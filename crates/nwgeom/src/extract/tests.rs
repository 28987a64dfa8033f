use std::io::Cursor;

use approx::assert_abs_diff_eq;
use test_case::test_case;

use super::*;

fn extract_str(source: &str, s: &str) -> Result<Vec<Geometry>, Error> {
    let mut geoms = Vec::new();
    extract_from(source, Cursor::new(s), &mut geoms)?;
    Ok(geoms)
}

#[test_case(
    " Output coordinates in angstroms (scale by  1.000000000E+00 to convert to angstroms)",
    Some(Units::Angstrom);
    "angstrom"
)]
#[test_case(
    " Output coordinates in a.u. (scale by  1.889725989E+00 to convert to a.u.)",
    Some(Units::AtomicUnits);
    "au"
)]
#[test_case("Output coordinates in angstroms", Some(Units::Angstrom); "bare")]
#[test_case("\tOutput coordinates in a.u.", Some(Units::AtomicUnits); "tab")]
#[test_case("Output coordinates in nm", None; "nm")]
#[test_case("Output coordinates in aXuX", None; "literal dots")]
#[test_case(" Effective nuclear repulsion energy (a.u.)  9.168", None; "other")]
#[test_case("x Output coordinates in angstroms", None; "not a prefix")]
fn markers(line: &str, want: Option<Units>) {
    assert_eq!(marker(line), want);
}

#[test]
fn lithium() {
    let got = extract_str(
        "li.nwo",
        "Output coordinates in angstroms
 header 1
 header 2
 header 3
1  Li  0  1.0 2.0 3.0

",
    )
    .unwrap();
    assert_eq!(got.len(), 1);
    assert_eq!(got[0].source(), "li.nwo");
    assert_eq!(got[0].count(), 1);
    assert_eq!(got[0].atom_lines(), vec!["Li 1.0 2.0 3.0"]);
}

#[test]
fn atomic_units() {
    let got = extract_str(
        "h.nwo",
        " Output coordinates in a.u.
header
header
header
    1 H                    1.0000     1.889725989     0.00000000    -3.779451978
",
    )
    .unwrap();
    let atom = &got[0].atoms()[0];
    assert_eq!(atom.symbol, "H");
    assert_abs_diff_eq!(atom.x, 1.0, epsilon = 1e-12);
    assert_abs_diff_eq!(atom.y, 0.0, epsilon = 1e-12);
    assert_abs_diff_eq!(atom.z, -2.0, epsilon = 1e-12);
}

#[test]
fn block_ends_at_eof() {
    let got = extract_str(
        "eof.nwo",
        "Output coordinates in angstroms
a
b
c
    1 O                    8.0000     0.00000000     0.00000000     0.11726921",
    )
    .unwrap();
    assert_eq!(got[0].len(), 1);
}

#[test]
fn eof_in_header() {
    let got = extract_str("short.nwo", "Output coordinates in angstroms\na\n")
        .unwrap();
    assert_eq!(got.len(), 1);
    assert!(got[0].is_empty());
}

#[test]
fn header_lines_are_skipped_blindly() {
    // the header rows are not inspected, so a marker among them is ignored
    let got = extract_str(
        "skip.nwo",
        "Output coordinates in angstroms
Output coordinates in a.u.

header
    1 He                    2.0000     1.0     2.0     3.0
",
    )
    .unwrap();
    assert_eq!(got.len(), 1);
    assert_eq!(got[0].atom_lines(), vec!["He 1.0 2.0 3.0"]);
}

#[test]
fn only_first_blank_line_ends_block() {
    let got = extract_str(
        "two.nwo",
        "Output coordinates in angstroms
a
b
c
    1 He                    2.0000     1.0     2.0     3.0

    2 He                    2.0000     1.0     2.0     3.0
",
    )
    .unwrap();
    assert_eq!(got.len(), 1);
    assert_eq!(got[0].len(), 1);
}

#[test]
fn token_count() {
    let got = extract_str(
        "bad.nwo",
        "Output coordinates in angstroms
a
b
c
    1 He                    2.0000     1.0     2.0
",
    );
    assert_eq!(
        got,
        Err(Error::TokenCount {
            source: "bad.nwo".to_owned(),
            line: 5,
            text: "    1 He                    2.0000     1.0     2.0"
                .to_owned(),
        })
    );
}

#[test]
fn bad_coordinate() {
    let got = extract_str(
        "bad.nwo",
        "Output coordinates in angstroms
a
b
c
    1 He                    2.0000     1.0     2.0    three
",
    );
    assert_eq!(
        got,
        Err(Error::BadCoordinate {
            source: "bad.nwo".to_owned(),
            line: 5,
            token: "three".to_owned(),
        })
    );
}

#[test]
fn files() {
    let got =
        extract_files(&["testfiles/h2o.nwo", "testfiles/h2o_opt.nwo"]).unwrap();
    let counts: Vec<_> = got.iter().map(|g| (g.source(), g.count())).collect();
    assert_eq!(
        counts,
        vec![
            ("testfiles/h2o.nwo", 1),
            ("testfiles/h2o_opt.nwo", 1),
            ("testfiles/h2o_opt.nwo", 2),
            ("testfiles/h2o_opt.nwo", 3),
        ]
    );
    assert!(got.iter().all(|g| g.len() == 3));
    assert_eq!(
        got[2].atom_lines(),
        vec![
            "O 0.0 0.0 0.11726989060317147",
            "H 0.7588634004863656 0.0 -0.46907960474686583",
            "H -0.7588634004863656 0.0 -0.46907960474686583",
        ]
    );
}

#[test]
fn counts_restart_per_file() {
    let got = extract_files(&[
        "testfiles/h2o_opt.nwo",
        "testfiles/empty.nwo",
        "testfiles/h2o_opt.nwo",
    ])
    .unwrap();
    let counts: Vec<_> = got.iter().map(Geometry::count).collect();
    assert_eq!(counts, vec![1, 2, 3, 1, 2, 3]);
}

#[test]
fn first_error_aborts() {
    let got = extract_files(&[
        "testfiles/h2o.nwo",
        "testfiles/bad_tokens.nwo",
        "testfiles/h2o_opt.nwo",
    ]);
    assert!(matches!(
        got,
        Err(Error::TokenCount { source, line: 6, .. })
            if source == "testfiles/bad_tokens.nwo"
    ));
}

#[test]
fn missing_file() {
    let got = extract_files(&["testfiles/nonexistent.nwo"]);
    assert_eq!(
        got,
        Err(Error::Io(
            "testfiles/nonexistent.nwo".to_owned(),
            std::io::ErrorKind::NotFound
        ))
    );
}
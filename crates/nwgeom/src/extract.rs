//! Locate the coordinate blocks in NWChem output and read them into
//! [Geometry]s.
//!
//! NWChem prints a geometry like this:
//!
//! ```text
//!          Output coordinates in angstroms (scale by  1.000000000E+00 to convert to angstroms)
//!
//!   No.       Tag          Charge          X              Y              Z
//!  ---- ---------------- ---------- -------------- -------------- --------------
//!     1 O                    8.0000     0.00000000     0.00000000     0.11726921
//!     2 H                    1.0000     0.75698224     0.00000000    -0.46907685
//!
//! ```
//!
//! The marker line determines the units of the block. The three lines after it
//! are always skipped, and the atoms run until the next blank line or the end
//! of the file.

use std::{
    fs::File,
    io::{BufRead, BufReader},
    path::Path,
    sync::OnceLock,
};

use log::{debug, info, warn};
use regex::Regex;

use crate::{Error, atom::Atom, geom::Geometry, units::Units};

#[cfg(test)]
mod tests;

/// the number of header lines between a marker and the first atom
const HEADER_LINES: usize = 3;

static MARKERS: OnceLock<[(Regex, Units); 2]> = OnceLock::new();

/// Return the units of the coordinate block started by `line`, or None if
/// `line` does not start a block.
pub fn marker(line: &str) -> Option<Units> {
    let markers = MARKERS.get_or_init(|| {
        [
            (
                Regex::new(r"^\s*Output coordinates in angstroms").unwrap(),
                Units::Angstrom,
            ),
            (
                Regex::new(r"^\s*Output coordinates in a\.u\.").unwrap(),
                Units::AtomicUnits,
            ),
        ]
    });
    markers
        .iter()
        .find(|(re, _)| re.is_match(line))
        .map(|(_, units)| *units)
}

/// Extract all of the geometries from `files`, in order. The first error in
/// any file aborts the whole extraction.
pub fn extract_files<P: AsRef<Path>>(
    files: &[P],
) -> Result<Vec<Geometry>, Error> {
    let mut geoms = Vec::new();
    for file in files {
        let path = file.as_ref();
        let source = path.to_string_lossy().to_string();
        let f = File::open(path)
            .map_err(|e| Error::Io(source.clone(), e.kind()))?;
        let n = extract_from(&source, BufReader::new(f), &mut geoms)?;
        if n == 0 {
            warn!("no geometries found in {source}");
        } else {
            info!("extracted {n} geometries from {source}");
        }
    }
    Ok(geoms)
}

/// Scan `reader` for coordinate blocks, appending a [Geometry] to `geoms` for
/// each of them. `source` is recorded on every geometry and used in error
/// messages. Returns the number of geometries found.
pub fn extract_from(
    source: &str,
    reader: impl BufRead,
    geoms: &mut Vec<Geometry>,
) -> Result<usize, Error> {
    let mut lines = reader.lines().enumerate().map(|(i, l)| (i + 1, l));
    let mut count = 0;
    while let Some((_, line)) = lines.next() {
        let line = line.map_err(|e| Error::Io(source.to_owned(), e.kind()))?;
        let Some(units) = marker(&line) else {
            continue;
        };
        count += 1;
        debug!("found geometry {count} in {units} in {source}");
        for (_, line) in lines.by_ref().take(HEADER_LINES) {
            line.map_err(|e| Error::Io(source.to_owned(), e.kind()))?;
        }
        let atoms = read_block(source, units, &mut lines)?;
        geoms.push(Geometry::new(source, count, atoms));
    }
    Ok(count)
}

/// Read atoms from `lines` until a blank line, which is consumed, or the end
/// of the input. Every other line must have exactly six fields: the index, the
/// symbol, the charge, and the three coordinates.
fn read_block<I>(
    source: &str,
    units: Units,
    lines: &mut I,
) -> Result<Vec<Atom>, Error>
where
    I: Iterator<Item = (usize, std::io::Result<String>)>,
{
    let mut atoms = Vec::new();
    for (n, line) in lines {
        let line = line.map_err(|e| Error::Io(source.to_owned(), e.kind()))?;
        let fields: Vec<_> = line.split_whitespace().collect();
        match fields.len() {
            0 => break,
            6 => {
                let coord = |i: usize| {
                    fields[i].parse::<f64>().map_err(|_| {
                        Error::BadCoordinate {
                            source: source.to_owned(),
                            line: n,
                            token: fields[i].to_owned(),
                        }
                    })
                };
                atoms.push(Atom::with_units(
                    fields[1],
                    coord(3)?,
                    coord(4)?,
                    coord(5)?,
                    units,
                ));
            }
            _ => {
                return Err(Error::TokenCount {
                    source: source.to_owned(),
                    line: n,
                    text: line.clone(),
                });
            }
        }
    }
    Ok(atoms)
}
//! Write extracted geometries to XYZ files. There are three ways to do this,
//! any combination of which may be used in a single run:
//!
//! - [write_separate]: one file per geometry
//! - [write_together]: one file per source file
//! - [write_all_together]: one file for everything

use std::{
    collections::HashSet,
    fs::{File, OpenOptions},
    io::{BufWriter, Write},
    path::{Path, PathBuf},
};

use log::{info, warn};

use crate::geom::Geometry;


/// The base name of `filename`: the last path component with everything from
/// the first `.` on removed. For example, the base name of
/// `/share/structure.txt` is `structure`, and the base name of
/// `name.part.xyz` is `name`.
pub fn basename(filename: &str) -> &str {
    let last = filename.rsplit('/').next().unwrap_or(filename);
    last.split('.').next().unwrap_or(last)
}

fn create(path: &Path, append: bool) -> std::io::Result<BufWriter<File>> {
    let f = if append {
        OpenOptions::new().append(true).create(true).open(path)?
    } else {
        File::create(path)?
    };
    Ok(BufWriter::new(f))
}

fn write_one(
    path: &Path,
    append: bool,
    geom: &Geometry,
) -> std::io::Result<()> {
    let mut w = create(path, append)?;
    geom.write(&mut w)?;
    w.flush()
}

/// Write each geometry in `geoms` to its own file in `dir`, named
/// `{prefix}{basename}_{count:04}.xyz`. Existing files are overwritten.
/// Returns the paths written.
pub fn write_separate(
    dir: impl AsRef<Path>,
    prefix: &str,
    geoms: &[Geometry],
) -> std::io::Result<Vec<PathBuf>> {
    let mut ret = Vec::with_capacity(geoms.len());
    for geom in geoms {
        let filename = format!(
            "{prefix}{}_{:04}.xyz",
            basename(geom.source()),
            geom.count()
        );
        let path = dir.as_ref().join(filename);
        write_one(&path, false, geom)?;
        info!("wrote {}", path.display());
        ret.push(path);
    }
    Ok(ret)
}

/// Write the geometries from each source file to a single file in `dir`, named
/// `{prefix}{basename}.xyz`. A geometry whose file name differs from the
/// previous geometry's truncates the file; one with the same name appends to
/// it. This assumes the geometries from one source are contiguous in `geoms`,
/// which is true of anything returned by [crate::extract_files]. If a base
/// name does come back after a different one, its earlier contents are
/// overwritten, and a warning is logged. Returns the distinct paths written,
/// in order of first appearance.
pub fn write_together(
    dir: impl AsRef<Path>,
    prefix: &str,
    geoms: &[Geometry],
) -> std::io::Result<Vec<PathBuf>> {
    let mut ret = Vec::new();
    let mut seen = HashSet::new();
    let mut old: Option<PathBuf> = None;
    for geom in geoms {
        let filename = format!("{prefix}{}.xyz", basename(geom.source()));
        let path = dir.as_ref().join(filename);
        let append = old.as_ref() == Some(&path);
        if !append {
            if seen.insert(path.clone()) {
                ret.push(path.clone());
            } else {
                warn!(
                    "geometries for {} are not contiguous, overwriting \
                     earlier geometries",
                    path.display()
                );
            }
        }
        write_one(&path, append, geom)?;
        if !append {
            info!("wrote {}", path.display());
        }
        old = Some(path);
    }
    Ok(ret)
}

/// Write every geometry in `geoms` to the single file `{prefix}.xyz` in `dir`,
/// overwriting it if it exists. Returns the path written.
pub fn write_all_together(
    dir: impl AsRef<Path>,
    prefix: &str,
    geoms: &[Geometry],
) -> std::io::Result<PathBuf> {
    let path = dir.as_ref().join(format!("{prefix}.xyz"));
    let mut w = create(&path, false)?;
    for geom in geoms {
        geom.write(&mut w)?;
    }
    w.flush()?;
    info!("wrote {}", path.display());
    Ok(path)
}
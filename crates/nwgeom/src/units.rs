use std::{fmt::Display, str::FromStr};

use crate::Error;

/// the number of bohr in one angstrom
pub const BOHR_PER_ANGSTROM: f64 = 1.889725989;

/// The unit systems NWChem prints coordinates in. Coordinates are always
/// stored in angstroms after reading, so each variant knows its conversion
/// factor to angstroms.
#[derive(Clone, Copy, Debug, PartialEq, Eq, Hash)]
pub enum Units {
    AtomicUnits,
    Angstrom,
    Nanometer,
}

impl Units {
    /// the factor to multiply a coordinate in `self` by to get angstroms
    pub const fn factor(&self) -> f64 {
        match self {
            Units::AtomicUnits => 1.0 / BOHR_PER_ANGSTROM,
            Units::Angstrom => 1.0,
            Units::Nanometer => 10.0,
        }
    }

    /// convert `value` in `self` to angstroms
    #[inline]
    pub fn to_angstrom(&self, value: f64) -> f64 {
        value * self.factor()
    }
}

impl Display for Units {
    fn fmt(&self, f: &mut std::fmt::Formatter<'_>) -> std::fmt::Result {
        write!(
            f,
            "{}",
            match self {
                Units::AtomicUnits => "au",
                Units::Angstrom => "angstrom",
                Units::Nanometer => "nm",
            }
        )
    }
}

impl FromStr for Units {
    type Err = Error;

    fn from_str(s: &str) -> Result<Self, Self::Err> {
        match s {
            "au" => Ok(Units::AtomicUnits),
            "angstrom" => Ok(Units::Angstrom),
            "nm" => Ok(Units::Nanometer),
            _ => Err(Error::UnknownUnits(s.to_owned())),
        }
    }
}
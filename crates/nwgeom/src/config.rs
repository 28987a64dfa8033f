//! Configuration settings for an extraction run. Settings come from the
//! command line and, optionally, a TOML file given with `--config`. Anything
//! set on the command line takes precedence over the file.

use std::{fs::read_to_string, path::Path};

use anyhow::Context;
use clap::Parser;
use serde::{Deserialize, Serialize};


/// Extract geometries from NWChem output files and write them in the XYZ
/// format. By default one XYZ file is written per output file.
#[derive(Parser, Debug, Default, PartialEq)]
#[command(author, version, about, long_about = None)]
pub struct Args {
    /// NWChem output file(s)
    #[arg(value_parser, required = true)]
    pub files: Vec<String>,

    /// Prefix for output filenames
    #[arg(long)]
    pub prefix: Option<String>,

    /// Write a separate XYZ file for each geometry
    #[arg(long, default_value_t = false)]
    pub separate: bool,

    /// Write one XYZ file per NWChem output file. This is the default
    #[arg(long, default_value_t = false)]
    pub together: bool,

    /// Don't write one XYZ file per NWChem output file
    #[arg(long, default_value_t = false, conflicts_with = "together")]
    pub no_together: bool,

    /// Write one XYZ file for all NWChem output files
    #[arg(long, default_value_t = false)]
    pub alltogether: bool,

    /// Load default settings from a TOML file
    #[arg(short, long)]
    pub config: Option<String>,

    /// Print the resolved configuration as JSON and exit
    #[arg(short, long, default_value_t = false, hide = true)]
    pub json: bool,
}

/// The settings that can be given in a TOML file. Every field is optional,
/// and missing fields fall back to the command-line defaults.
#[derive(Deserialize, Debug, Default, PartialEq)]
#[serde(deny_unknown_fields)]
pub struct RawConfig {
    /// Prefix for output filenames
    prefix: Option<String>,

    /// Write a separate XYZ file for each geometry
    separate: Option<bool>,

    /// Write one XYZ file per NWChem output file
    together: Option<bool>,

    /// Write one XYZ file for all NWChem output files
    alltogether: Option<bool>,
}

impl RawConfig {
    pub fn load(filename: impl AsRef<Path>) -> anyhow::Result<Self> {
        let filename = filename.as_ref();
        let contents = read_to_string(filename).with_context(|| {
            format!("failed to read config file {}", filename.display())
        })?;
        toml::from_str(&contents).with_context(|| {
            format!("failed to parse config file {}", filename.display())
        })
    }
}

/// The fully-resolved settings for a run
#[derive(Clone, Serialize, Deserialize, PartialEq, Debug)]
pub struct Config {
    /// the output files to extract geometries from, in order
    pub files: Vec<String>,

    /// prepended to the name of every output file
    pub prefix: String,

    /// write `{prefix}{basename}_{count:04}.xyz` for every geometry
    pub separate: bool,

    /// write `{prefix}{basename}.xyz` for every input file
    pub together: bool,

    /// write `{prefix}.xyz` containing every geometry
    pub alltogether: bool,
}

impl Config {
    /// Combine `args` with the config file it names, if any
    pub fn from_args(args: &Args) -> anyhow::Result<Self> {
        let raw = match &args.config {
            Some(f) => RawConfig::load(f)?,
            None => RawConfig::default(),
        };
        Ok(Self::merge(args, raw))
    }

    /// Combine `args` with the values from a config file. String values from
    /// the command line replace the file's, a strategy flag set on the
    /// command line turns that strategy on, and `--no-together` turns
    /// `together` off.
    pub fn merge(args: &Args, raw: RawConfig) -> Self {
        let together = if args.no_together {
            false
        } else {
            args.together || raw.together.unwrap_or(true)
        };
        Self {
            files: args.files.clone(),
            prefix: args.prefix.clone().or(raw.prefix).unwrap_or_default(),
            separate: args.separate || raw.separate.unwrap_or(false),
            together,
            alltogether: args.alltogether || raw.alltogether.unwrap_or(false),
        }
    }
}
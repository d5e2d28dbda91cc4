use html::DOMElement;
use std::fmt;

use crate::page::Page;

/// Link policies over every anchor on the page
pub mod links;
/// Content and structure of the header and sections
pub mod structure;
/// Breakpoints, grid and header animation declared in the stylesheet
pub mod style;

/// Why a check failed, as the condition that should hold and what was found instead
#[derive(Debug, Clone, PartialEq, Eq)]
pub struct Violation {
    pub expected: String,
    pub observed: String,
}

impl Violation {
    pub fn new(expected: impl Into<String>, observed: impl Into<String>) -> Self {
        Self {
            expected: expected.into(),
            observed: observed.into(),
        }
    }
}

impl fmt::Display for Violation {
    fn fmt(&self, f: &mut fmt::Formatter<'_>) -> fmt::Result {
        write!(f, "expected {}, observed {}", self.expected, self.observed)
    }
}

pub type CheckResult = Result<(), Violation>;

/// A named predicate over the page. Checks never depend on one another.
#[derive(Debug, Clone, Copy)]
pub struct Check {
    pub group: &'static str,
    pub name: &'static str,
    pub run: fn(&Page) -> CheckResult,
}

/// Every check, grouped and in a stable order
pub fn all() -> Vec<Check> {
    links::CHECKS
        .iter()
        .chain(structure::CHECKS)
        .chain(style::CHECKS)
        .copied()
        .collect()
}

fn ensure(condition: bool, expected: &str, observed: impl FnOnce() -> String) -> CheckResult {
    if condition {
        Ok(())
    } else {
        Err(Violation::new(expected, observed()))
    }
}

/// Fail with every offender listed, or pass if there are none
fn none_of(expected: &str, offenders: Vec<String>) -> CheckResult {
    ensure(offenders.is_empty(), expected, || offenders.join(", "))
}

fn select<'a>(page: &'a Page, selector: &str) -> Result<Vec<&'a DOMElement>, Violation> {
    page.document()
        .query_selector_all(selector)
        .map_err(|e| Violation::new(format!("a valid selector `{}`", selector), e.to_string()))
}

fn select_one<'a>(page: &'a Page, selector: &str) -> Result<&'a DOMElement, Violation> {
    select(page, selector)?
        .into_iter()
        .next()
        .ok_or_else(|| Violation::new(format!("an element matching `{}`", selector), "none"))
}

/// Short markup-like rendering of an element for failure messages
fn describe(elt: &DOMElement, attributes: &[&str]) -> String {
    let mut out = format!("<{}", elt.name);
    for name in attributes {
        if let Some(value) = elt.get_attribute(name) {
            out.push_str(&format!(" {}=\"{}\"", name, value));
        }
    }
    out.push('>');
    out
}

#[cfg(test)]
mod tests {
    use super::*;
    use std::collections::HashSet;

    #[test]
    fn test_check_names_are_unique() {
        let checks = all();
        let names: HashSet<(&str, &str)> = checks.iter().map(|c| (c.group, c.name)).collect();
        assert_eq!(names.len(), checks.len());
        assert_eq!(checks.len(), 33);
    }

    #[test]
    fn test_select_one() {
        let page = Page::from_sources("<main><p id=a></p><p id=b></p></main>", "");
        assert_eq!(select_one(&page, "main p").unwrap().id(), Some("a"));
        assert_eq!(
            select_one(&page, "header"),
            Err(Violation::new("an element matching `header`", "none"))
        );
        assert!(select(&page, "p >").is_err());
    }

    #[test]
    fn test_describe() {
        let page = Page::from_sources(r#"<a href="/x" class="card" data-x=1>x</a>"#, "");
        let a = select_one(&page, "a").unwrap();
        assert_eq!(describe(a, &["href", "target", "class"]), r#"<a href="/x" class="card">"#);
    }
}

┄┄┄┄┄┄

▶ [About this exercise] Starting from the data above, filter for lines with "come" and copy each one.

▶ [Answer for the task]
/// name does come back after a different one, its earlier contents are
//! Configuration settings for an extraction run. Settings come from the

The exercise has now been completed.